Ci pensa Amazon, nonostante gli eventi avversi degli ultimi tempi, a lanciare la versione digitale dell’usato. Dimenticate la copertina rovinata e le pagine piegate o ingiallite. L’idea riguarda i libri digitali e sembra essere un ottimo modo per incentivare le vendite dei libri. La proposta di Amazon è molto semplice: rendere possibile la vendita degli ebook usati, proprio come avviene per i cartacei. Ampliando la pratica già esistente del prestito del libro digitale, che dopo il periodo accordato scompare automaticamente dal dispositivo del cliente che lo aveva richiesto in prestito, si verrebbe a creare una vera e propria bancarella virtuale in cui comprare libri di seconda mano. Ovviamente la questione presenta i suoi lati positivi e negativi. Vero è che i prezzi più bassi permetterebbero agli utenti di comprare con più facilità, ma le case editrici guadagnano solo attraverso il primo proprietario e non ottengono alcuna percentuale dalle vendite successive del libro.
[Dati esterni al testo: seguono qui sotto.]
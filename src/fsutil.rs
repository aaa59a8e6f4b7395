//! Filesystem helpers for the download pipelines.

use std::fs;
use std::io;
use std::path::{Path, PathBuf};

use crate::attributes::MangaAttributes;
use crate::models::ImageFormat;

/// Whether a page image already exists on disk, which lets an interrupted
/// chapter resume without renavigating finished pages.
pub fn already_downloaded(path: &Path) -> bool {
    path.is_file()
}

/// Make sure the chapter folder exists and return the image path inside it.
pub fn prepare_image_path(
    attributes: &MangaAttributes,
    output: &Path,
    format: ImageFormat,
) -> io::Result<PathBuf> {
    fs::create_dir_all(attributes.folder_path(output))?;
    Ok(attributes.image_path(output, format))
}

/// Remove downloaded chapter folders after a successful archive. Best
/// effort: a folder that will not delete is logged and left behind.
pub fn rm_locations(locations: &[PathBuf]) {
    for location in locations {
        if let Err(e) = fs::remove_dir_all(location) {
            log::warn!("could not remove {}: {}", location.display(), e);
        }
    }
}

#[cfg(test)]
mod tests {
    use super::*;

    #[test]
    fn test_prepare_image_path_creates_folder() {
        let dir = tempfile::tempdir().unwrap();
        let attributes = MangaAttributes::new("naruto", "12", "3");
        let path = prepare_image_path(&attributes, dir.path(), ImageFormat::Jpg).unwrap();
        assert!(attributes.folder_path(dir.path()).is_dir());
        assert!(path.ends_with("0012_003.jpg"));
        assert!(!already_downloaded(&path));
        fs::write(&path, b"x").unwrap();
        assert!(already_downloaded(&path));
    }

    #[test]
    fn test_rm_locations_is_best_effort() {
        let dir = tempfile::tempdir().unwrap();
        let existing = dir.path().join("a");
        fs::create_dir(&existing).unwrap();
        let missing = dir.path().join("b");
        rm_locations(&[existing.clone(), missing]);
        assert!(!existing.exists());
    }
}
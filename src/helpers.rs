//! Small parsing and formatting helpers shared across the crate.

use regex::Regex;

/// Left-pad a number string with zeros up to `digits` characters.
/// Strings already longer than `digits` are returned unchanged.
pub fn to_n_digits(num: &str, digits: usize) -> String {
    let added_zeros = digits.saturating_sub(num.len());
    format!("{}{}", "0".repeat(added_zeros), num)
}

/// Parse the leading decimal number of a string, ignoring anything after it.
/// `"5 : The Fall"` parses to `5.0`, `"12.5"` to `12.5`.
pub fn parse_leading_number(s: &str) -> Option<f64> {
    let re = Regex::new(r"^\d+(\.\d+)?").unwrap();
    re.find(s.trim()).and_then(|m| m.as_str().parse().ok())
}

/// Render a chapter/volume number the short way: `5.0` becomes `"5"`,
/// `12.5` stays `"12.5"`.
pub fn format_number(n: f64) -> String {
    format!("{}", n)
}

/// Resolve an anchor href against the site origin. Hrefs coming out of a
/// parsed document are often root-relative.
pub fn resolve_href(website: &str, href: &str) -> String {
    let href = href.trim();
    if href.starts_with("http://") || href.starts_with("https://") {
        href.to_string()
    } else if let Some(stripped) = href.strip_prefix('/') {
        format!("{}/{}", website.trim_end_matches('/'), stripped)
    } else {
        format!("{}/{}", website.trim_end_matches('/'), href)
    }
}

/// Human readable byte count for log output.
pub fn bytes_to_size(bytes: u64) -> String {
    const SIZES: &[&str] = &["B", "KB", "MB", "GB", "TB"];
    if bytes == 0 {
        return format!("0 {}", SIZES[0]);
    }
    let i = ((bytes as f64).ln() / 1024f64.ln()).floor() as usize;
    let i = i.min(SIZES.len() - 1);
    format!(
        "{} {}",
        (bytes as f64 / 1024f64.powi(i as i32)).round(),
        SIZES[i]
    )
}

#[cfg(test)]
mod tests {
    use super::*;

    #[test]
    fn test_to_n_digits_pads() {
        assert_eq!(to_n_digits("7", 4), "0007");
        assert_eq!(to_n_digits("0007", 4), "0007");
        assert_eq!(to_n_digits("12.5", 4), "12.5");
        assert_eq!(to_n_digits("12345", 4), "12345");
    }

    #[test]
    fn test_parse_leading_number() {
        assert_eq!(parse_leading_number("5 : The Fall"), Some(5.0));
        assert_eq!(parse_leading_number("12.5"), Some(12.5));
        assert_eq!(parse_leading_number("  3"), Some(3.0));
        assert_eq!(parse_leading_number("Extras"), None);
    }

    #[test]
    fn test_format_number_drops_trailing_zero() {
        assert_eq!(format_number(5.0), "5");
        assert_eq!(format_number(12.5), "12.5");
    }

    #[test]
    fn test_resolve_href() {
        assert_eq!(
            resolve_href("https://example.com", "/read/naruto/12/"),
            "https://example.com/read/naruto/12/"
        );
        assert_eq!(
            resolve_href("https://example.com/", "https://other.com/x"),
            "https://other.com/x"
        );
    }

    #[test]
    fn test_bytes_to_size() {
        assert_eq!(bytes_to_size(0), "0 B");
        assert_eq!(bytes_to_size(2048), "2 KB");
    }
}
Amazon sembra aver pensato a questo problema limitando i passaggi di mano: dopo un certo numero di rivendite il file scomparirà. Non vanno inoltre dimenticate le problematiche collegate al diritto d’autore. Sarà un libro di seconda mano a tutti gli effetti: costerà di meno, verrà venduto direttamente dal proprietario, subirà gli effetti del tempo come la carta. Un’altra probabile rivoluzione portata dal digitale.